William J. Davidson’s 2003 conviction of two counts of distributing at least 50 grams of crack cocaine was affirmed on appeal. Circuit Judge Richard Posner wrote Wednesday in United States of America v. William J. Davidson, 14-1158, that a District judge in Hammond subsequently erred in denying Davidson’s motion for sentence reduction under revised guidelines made retroactive in 2011.

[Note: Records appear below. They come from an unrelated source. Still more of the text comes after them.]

#[cfg(test)]
mod test {
    use super::*;
    use crate::channels::{CloseFlags, InputState, OutputState};
    use crate::server::test_session;
    use std::cell::Cell;
    use std::rc::Rc;

    struct Counter {
        closed: Vec<ChannelId>,
        detach: bool,
    }

    impl Handler for Counter {
        fn close_by_channel(&mut self, id: ChannelId) -> bool {
            self.closed.push(id);
            self.detach
        }
    }

    fn counter() -> Counter {
        Counter {
            closed: Vec::new(),
            detach: true,
        }
    }

    fn open(t: &mut ChannelTable) -> ChannelId {
        let id = t.allocate(
            ChannelKind::DirectTcpip,
            ChannelState::Open,
            Io::None,
            1000,
            100,
            "test",
        );
        t.lookup_mut(id).unwrap().remote_id = Some(id.0 + 100);
        id
    }

    #[test]
    fn lowest_free_id() {
        let mut h = counter();
        let mut t = ChannelTable::new();
        let ids: Vec<_> = (0..4).map(|_| open(&mut t)).collect();
        assert_eq!(ids, vec![ChannelId(0), ChannelId(1), ChannelId(2), ChannelId(3)]);
        t.free(ChannelId(1), &mut h).unwrap();
        t.free(ChannelId(2), &mut h).unwrap();
        assert_eq!(t.len(), 2);
        assert_eq!(open(&mut t), ChannelId(1));
        assert_eq!(open(&mut t), ChannelId(2));
        assert_eq!(open(&mut t), ChannelId(4));
        match t.lookup(ChannelId(5)) {
            Err(Error::WrongChannel(5)) => {}
            x => panic!("{:?}", x),
        }
    }

    #[test]
    fn double_free() {
        let mut h = counter();
        let mut t = ChannelTable::new();
        let id = open(&mut t);
        let fired = Rc::new(Cell::new(0));
        let f = fired.clone();
        t.lookup_mut(id).unwrap().cleanup = Some(Cleanup::Callback(Box::new(move |_| {
            f.set(f.get() + 1)
        })));
        t.free(id, &mut h).unwrap();
        assert_eq!(fired.get(), 1);
        match t.free(id, &mut h) {
            Err(Error::WrongChannel(0)) => {}
            x => panic!("{:?}", x),
        }
        assert_eq!(fired.get(), 1);
    }

    // Drive a channel through one ordering of the four close events,
    // with garbage collection after each.
    fn close_sequence(order: &[usize]) {
        let mut h = counter();
        let mut s = test_session(Protocol::V2);
        let mut t = ChannelTable::new();
        let id = open(&mut t);
        let fired = Rc::new(Cell::new(0));
        let f = fired.clone();
        t.lookup_mut(id).unwrap().cleanup = Some(Cleanup::Callback(Box::new(move |_| {
            f.set(f.get() + 1)
        })));
        let mut freed = 0;
        for &ev in order {
            if let Ok(c) = t.lookup_mut(id) {
                match ev {
                    // Local EOF.
                    0 => {
                        if c.istate == InputState::Open {
                            nchan::read_failed(c, &mut s)
                        }
                        if c.istate == InputState::WaitDrain {
                            nchan::ibuf_empty(c, &mut s)
                        }
                    }
                    // Local close of the write side.
                    1 => {
                        if c.ostate == OutputState::Open || c.ostate == OutputState::WaitDrain {
                            nchan::write_failed(c, &mut s)
                        }
                    }
                    // Remote EOF.
                    2 => {
                        if !c.flags.contains(CloseFlags::CLOSE_RCVD) {
                            nchan::rcvd_ieof(c, &mut s);
                            if c.ostate == OutputState::WaitDrain {
                                nchan::obuf_empty(c, &mut s)
                            }
                        }
                    }
                    // Remote close.
                    _ => {
                        nchan::rcvd_oclose(c, &mut s);
                        if c.ostate == OutputState::WaitDrain {
                            nchan::obuf_empty(c, &mut s)
                        }
                    }
                }
            }
            let before = t.len();
            t.garbage_collect(id, &mut s, &mut h);
            freed += before - t.len();
        }
        assert_eq!(freed, 1, "order {:?}", order);
        assert_eq!(fired.get(), 1, "order {:?}", order);
        assert!(t.lookup(id).is_err());
        let msgs = s.drain_messages();
        assert_eq!(
            msgs.iter().filter(|m| m[0] == crate::msg::CHANNEL_CLOSE).count(),
            1,
            "order {:?}",
            order
        );
    }

    #[test]
    fn every_close_order_frees_once() {
        let _ = env_logger::try_init();
        let mut order = [0, 1, 2, 3];
        // Heap's algorithm.
        let mut c = [0; 4];
        close_sequence(&order);
        let mut i = 0;
        while i < 4 {
            if c[i] < i {
                if i % 2 == 0 {
                    order.swap(0, i)
                } else {
                    order.swap(c[i], i)
                }
                close_sequence(&order);
                c[i] += 1;
                i = 0
            } else {
                c[i] = 0;
                i += 1
            }
        }
    }

    #[test]
    fn session_cleanup_can_delay() {
        let mut h = counter();
        h.detach = false;
        let mut s = test_session(Protocol::V2);
        let mut t = ChannelTable::new();
        let id = open(&mut t);
        {
            let c = t.lookup_mut(id).unwrap();
            c.cleanup = Some(Cleanup::Session);
            nchan::rcvd_oclose(c, &mut s);
            nchan::obuf_empty(c, &mut s);
        }
        t.garbage_collect(id, &mut s, &mut h);
        assert!(t.lookup(id).is_ok());
        assert_eq!(h.closed, vec![id]);
        h.detach = true;
        t.garbage_collect(id, &mut s, &mut h);
        assert!(t.lookup(id).is_err());
        assert_eq!(h.closed, vec![id, id]);
    }

    #[test]
    fn open_message_and_buffers() {
        let mut t = ChannelTable::new();
        let id = open(&mut t);
        assert!(t.still_open(Protocol::V2));
        assert_eq!(t.find_open(), Some(id));
        let m = t.open_message();
        assert!(m.starts_with("The following connections are open:\r\n  #0 test (t4 r100 "));
        assert!(m.ends_with("\r\n"));
        t.lookup_mut(id).unwrap().output.append(&[0; 200]);
        assert!(!t.not_very_much_buffered_data(Protocol::V2, 100));
        assert!(t.not_very_much_buffered_data(Protocol::V2, 1000));
    }
}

“(W)hether the defendant in this case is liable for the sale of illegal drugs by other members of the conspiracy that he had joined, in an amount in excess of the limit (8.4 kilograms) for the sentence reduction that he seeks, depends not only on whether the sale quantity was foreseeable to him (which the judge found that it was), but also on whether he joined with those other conspirators in a joint undertaking of which the making of those sales was an objective, or had agreed to join in such an undertaking. And that is a question that neither the district judge nor the government addressed,” Posner wrote for the panel.

Posner also noted that in sentencing Davidson in 2003, District Judge James T. Moody remarked that “‘more likely than not, he (Davidson) was a shooter,’ that is, he had been involved, as either an accomplice or the actual triggerman, in murders carried out in furtherance of the conspiracy” during his three years of membership in the Concord Affiliated gang.

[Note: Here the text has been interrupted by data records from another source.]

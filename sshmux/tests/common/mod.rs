// Copyright 2016 Pierre-Étienne Meunier
//
// Licensed under the Apache License, Version 2.0 (the "License");
// you may not use this file except in compliance with the License.
// You may obtain a copy of the License at
//
// http://www.apache.org/licenses/LICENSE-2.0
//
// Unless required by applicable law or agreed to in writing, software
// distributed under the License is distributed on an "AS IS" BASIS,
// WITHOUT WARRANTIES OR CONDITIONS OF ANY KIND, either express or implied.
// See the License for the specific language governing permissions and
// limitations under the License.
//
#![allow(dead_code)]

use sshmux::auth::AuthContext;
use sshmux::encoding::{Encoding, Reader};
use sshmux::msg;
use sshmux::server::{Config, Connection, Handler, Protocol};
use sshmux::transport::{ClearTransport, Transport};
use sshmux::{CryptoVec, Error};
use std::os::unix::net::UnixStream;
use std::sync::Arc;
use std::thread;

/// The client end of a connection, speaking through a blocking
/// clear transport.
pub struct Client {
    pub transport: ClearTransport,
}

pub type Server<H> = thread::JoinHandle<(Result<(), Error>, H)>;

/// Run a protocol 2.0 server loop in a thread, on one end of a socket
/// pair. The connection is created in the thread, since it owns the
/// SIGCHLD pipe of the process.
pub fn serve<H: Handler + Send + 'static>(config: Config, handler: H) -> (Client, Server<H>) {
    let _ = env_logger::try_init();
    let (a, b) = UnixStream::pair().unwrap();
    let server = thread::spawn(move || {
        let transport = ClearTransport::from_stream(b).unwrap();
        let auth = AuthContext::new("test", 1000);
        let mut connection =
            Connection::new(Arc::new(config), transport, handler, auth, Protocol::V2).unwrap();
        let result = connection.run();
        (result, connection.into_handler())
    });
    let client = Client {
        transport: ClearTransport::from_stream(a).unwrap(),
    };
    (client, server)
}

impl Client {
    /// Send one message, built by `f`.
    pub fn send<F: FnOnce(&mut CryptoVec)>(&mut self, f: F) {
        let mut v = CryptoVec::new();
        f(&mut v);
        self.transport.send(&v);
        self.transport.flush_blocking().unwrap();
    }

    /// The next message.
    pub fn recv(&mut self) -> CryptoVec {
        self.transport.read_packet_blocking().unwrap()
    }

    /// Ask for a channel of type `ctype`, with our id `id`.
    pub fn channel_open(&mut self, ctype: &str, id: u32, window: u32, maxpacket: u32) {
        self.send(|v| {
            v.push(msg::CHANNEL_OPEN);
            v.extend_ssh_string(ctype.as_bytes());
            v.push_u32_be(id);
            v.push_u32_be(window);
            v.push_u32_be(maxpacket);
        })
    }

    /// Open a session channel, and return the server's id for it.
    pub fn open_session(&mut self, window: u32, maxpacket: u32) -> u32 {
        self.channel_open("session", 0, window, maxpacket);
        let m = self.recv();
        assert_eq!(m[0], msg::CHANNEL_OPEN_CONFIRMATION);
        let mut r = m.reader(1);
        assert_eq!(r.read_u32().unwrap(), 0);
        r.read_u32().unwrap()
    }

    /// Send a channel request with want-reply set.
    pub fn exec(&mut self, channel: u32, command: &str) {
        self.send(|v| {
            v.push(msg::CHANNEL_REQUEST);
            v.push_u32_be(channel);
            v.extend_ssh_string(b"exec");
            v.push_ssh_bool(true);
            v.extend_ssh_string(command.as_bytes());
        })
    }

    pub fn window_adjust(&mut self, channel: u32, adjust: u32) {
        self.send(|v| {
            v.push(msg::CHANNEL_WINDOW_ADJUST);
            v.push_u32_be(channel);
            v.push_u32_be(adjust);
        })
    }

    pub fn eof(&mut self, channel: u32) {
        self.send(|v| {
            v.push(msg::CHANNEL_EOF);
            v.push_u32_be(channel);
        })
    }

    pub fn close(&mut self, channel: u32) {
        self.send(|v| {
            v.push(msg::CHANNEL_CLOSE);
            v.push_u32_be(channel);
        })
    }
}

“… It is noteworthy that nowhere in his opinion denying the sentence reduction does the judge treat the murders as relevant conduct; rather he treats the gang’s entire sales during the period of the defendant’s membership as relevant conduct,” Posner wrote.

“The possible significance of the murders to the question of the defendant’s relevant conduct thus remains an unresolved issue. It is a factual issue for the district judge to resolve in the first instance, as are any other factual issues regarding the defendant’s relevant conduct.”